In May, President Zine el-Abidine Ben Ali won 99.52 percent approval for constitutional changes that allow him to run for a fourth term in 2004. The poll–condemned by human rights groups inside and outside the country as rigged–did not surprise those familiar with Ben Ali’s 15-year, strongman rule of Tunisia.
Through a combination of censorship and intimidation, Tunisian authorities have all but stamped out independent voices in the country’s media, with the exception of a few courageous dissident journalists who publish their work underground, on the Internet, or in Western newspapers.
Those who write critically about political affairs have faced an array of official reprisals: physical attacks, imprisonment, the banning of their publications, the withholding of state advertising, anonymous telephone threats, cut phone and fax lines, the removal of accreditation, and travel restrictions. The result is a press that–although mostly privately owned–is almost completely subservient to the regime. In April, when 19 people were killed after suspected al-Qaeda operatives drove a gas-filled truck into a synagogue on Tunisia’s Djerba Island, the local media described the incident as a traffic accident, even when foreign media correctly speculated that terrorism was the cause.
While officials have long censored critical Internet content (including CPJ’s Web site), during 2002, authorities prosecuted and imprisoned an Internet journalist for the first time. In June, Zouhair Yahyaoui, editor of the online newspaper TUNeZINE (www.tunezine.com), was sentenced to 28 months in prison on charges of publishing false information and using stolen communication lines to post his Web site, which
had been functioning for nearly a year before his prosecution. He remained in jail
at year’s end.
Tunisian authorities had regularly blocked the site to users inside Tunisia, but TUNeZINE circumvented these barriers by establishing alternate addresses. Observers believe that authorities targeted Yahyaoui because many young Tunisians were visiting the site and learning how to access other blocked addresses. In addition, Yahyaoui regularly published content that criticized the Tunisian regime, including a satirical poll mocking the May referendum.
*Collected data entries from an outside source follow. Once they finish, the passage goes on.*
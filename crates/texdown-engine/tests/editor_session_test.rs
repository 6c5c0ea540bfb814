//! End-to-end editor session lifecycle: template metadata in, edits applied,
//! markup and line numbers out.

use std::collections::HashMap;
use std::time::{Duration, Instant};

use texdown_engine::{
    Caret, Cmd, CommandCatalog, EditorSession, Node, SelectionSnapshot, TemplateMeta,
};

const META_JSON: &str = r#"{
    "variables": [
        {"tab": "Title", "name": "author", "label": "Author", "default": "", "type": "text"}
    ],
    "magic_commands": [
        {"label": "Figure", "args": "path:image:|caption:text:untitled", "tab": "Media"},
        {"label": "BeginFigure", "tab": "Formatting", "pairing": "begin", "group": "figure-block"},
        {"label": "EndFigure", "tab": "Formatting", "pairing": "end", "group": "figure-block"}
    ]
}"#;

fn session() -> EditorSession {
    let meta: TemplateMeta = serde_json::from_str(META_JSON).expect("valid template metadata");
    EditorSession::new(CommandCatalog::from_meta(&meta))
}

#[test]
fn paired_insert_into_empty_document_matches_expected_markup() {
    let mut session = session();
    let begin = session.catalog().find("BeginFigure").unwrap().clone();
    session.insert_at_caret(begin, HashMap::new());

    let lines: Vec<String> = session.markup().lines().map(str::to_string).collect();
    assert_eq!(lines.len(), 3);
    assert!(lines[0].contains("MAGIC:BeginFigure"));
    assert!(lines[1].is_empty());
    assert!(lines[2].contains("MAGIC:EndFigure"));
}

#[test]
fn argument_edit_updates_markup_and_display() {
    let mut session = session();
    let figure = session.catalog().find("Figure").unwrap().clone();
    session.insert_at_caret(figure, HashMap::new());

    let block_id = session.find_block("Figure").unwrap().id;
    session.apply(Cmd::EditArg {
        node: block_id,
        name: "caption".to_string(),
        value: "a rather verbose caption".to_string(),
    });

    assert!(session.markup().contains("caption=a rather verbose caption"));
    let block = session.find_block("Figure").unwrap();
    assert_eq!(block.arg("caption").unwrap().display(), "a rather ver...");
}

#[test]
fn deleting_begin_takes_its_partner_and_restores_blank_document() {
    let mut session = session();
    let begin = session.catalog().find("BeginFigure").unwrap().clone();
    session.insert_at_caret(begin, HashMap::new());

    let begin_id = session.find_block("BeginFigure").unwrap().id;
    let patch = session.apply(Cmd::DeleteBlock { node: begin_id });

    assert_eq!(patch.removed.len(), 2);
    assert!(session.find_block("BeginFigure").is_none());
    assert!(session.find_block("EndFigure").is_none());
    assert_eq!(session.markup(), "");
    assert!(!session.document().nodes().is_empty());
}

#[test]
fn caret_line_tracks_selection_and_feeds_debounced_sync() {
    let mut session = session();
    session.load_markup("one\n\ntwo\n\nthree");
    let third = session
        .document()
        .nodes()
        .iter()
        .filter_map(|n| match n {
            Node::Paragraph(p) if p.text == "three" => Some(p.id),
            _ => None,
        })
        .next()
        .unwrap();

    session.note_selection(SelectionSnapshot::collapsed(Caret {
        node: third,
        offset: 0,
    }));

    let start = Instant::now();
    session.note_sync_activity(start);
    assert_eq!(session.poll_sync(start + Duration::from_millis(100)), None);
    assert_eq!(session.poll_sync(start + Duration::from_secs(1)), Some(4));
}

#[test]
fn restore_cycle_preserves_saved_caret_through_noise() {
    let mut session = session();
    session.load_markup("alpha\n\nbeta");
    let alpha = session.document().nodes()[0].id();
    let beta = session.document().nodes()[2].id();

    session.note_selection(SelectionSnapshot::collapsed(Caret {
        node: beta,
        offset: 2,
    }));

    let plan = session.begin_restore(42.0).expect("no restore in flight");
    assert_eq!(plan.selection.unwrap().start.node, beta);

    // Noise raised while the host re-focuses the surface
    session.note_selection(SelectionSnapshot::collapsed(Caret {
        node: alpha,
        offset: 0,
    }));
    assert_eq!(session.selection().unwrap().start.node, beta);

    assert!(session.complete_restore(plan.token));
    assert_eq!(session.caret_line(), 2);
}
//! Error types for identifier decoding and credential handling.

use thiserror::Error;

/// Errors from decoding user IDs, signatures, or signing credentials.
#[derive(Debug, Error)]
pub enum IdentityError {
    /// The string is not valid base58 (or its checksum failed).
    #[error("Invalid base58 in {what}: {source}")]
    Decode {
        what: &'static str,
        source: bs58::decode::Error,
    },

    /// Decoded to the wrong number of bytes for the signing scheme.
    #[error("{what} must be {expected} bytes, got {actual}")]
    WrongLength {
        what: &'static str,
        expected: usize,
        actual: usize,
    },
}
Tunisian officials are beginning to realize just how powerful the Internet is for the clandestine press. Many independent journalists who have left the country during the last few years communicate via the Internet with activists and journalists in Tunisia. These exiled members of the media complain that they regularly receive e-mail viruses that may come from the government.
When human rights activist and journalist Sihem Bensedrine applied for a publication license in 2002, officials ignored her request. She then established Kalima, an online journal that carries articles in Arabic and French from such noted independent journalists as Taoufik Ben Brik. Authorities began blocking access to the site, so she and her staff resorted to secretly printing and distributing the paper to individual readers.
In addition to restricting local print, broadcast, and electronic media, Tunisian authorities regularly monitor and ban foreign publications. Foreign journalists deemed unfriendly to the regime are denied accreditation and ordered to leave the country. In May, Jean-Pierre Tuquoi, a reporter with the French newspaper Le Monde, was refused entry into Tunisia while en route to cover the referendum because, authorities said, he had “ill will” toward the country. In 1999, Tuquoi co-authored the book Our Friend Ben Ali, which lambasted Tunisia’s human rights record.
While publications affiliated with legally sanctioned opposition parties exist, they
do not receive government subsidies as do other papers, and as a result do not
publish regularly.
Although Tunisian newspapers and government television stations have lost credibility among much of the public, satellite television has become very popular, especially Arabic-language stations such as the Qatar-based Al-Jazeera and the private, London-based El Zeitouna, which is affiliated with Tunisia’s banned Al-Nahda Party.
Zouhair Yahyaoui, TUNeZINE
For full details on this case, click here.
Abdullah Zouari, Al-Fajr
Zouari, formerly with the banned Islamist weekly Al-Fajr, was sentenced to eight months in prison for defying a July 15 Interior Ministry order banishing him to the small southern Tunisian village of Khariba Hassi Jerbi, about 370 miles (600 kilometers) outside the capital, Tunis. The journalist unsuccessfully contested the decision and was arrested on August 19 for defying the order.
Zouari’s arrest came nearly three months after he was released from prison on June 6, when he completed an 11-year sentence for “association with an unrecognized organization.” Zouari had been tried by a military court in 1991, along with 279 other individuals, for belonging to the banned Al-Nahda party, of which Al-Fajr was the mouthpiece.
Zouari again appealed the order, but a court in the small southern town of Medenine ruled against him on September 4, 2002. The president pardoned Zouari in November, and he was released soon after.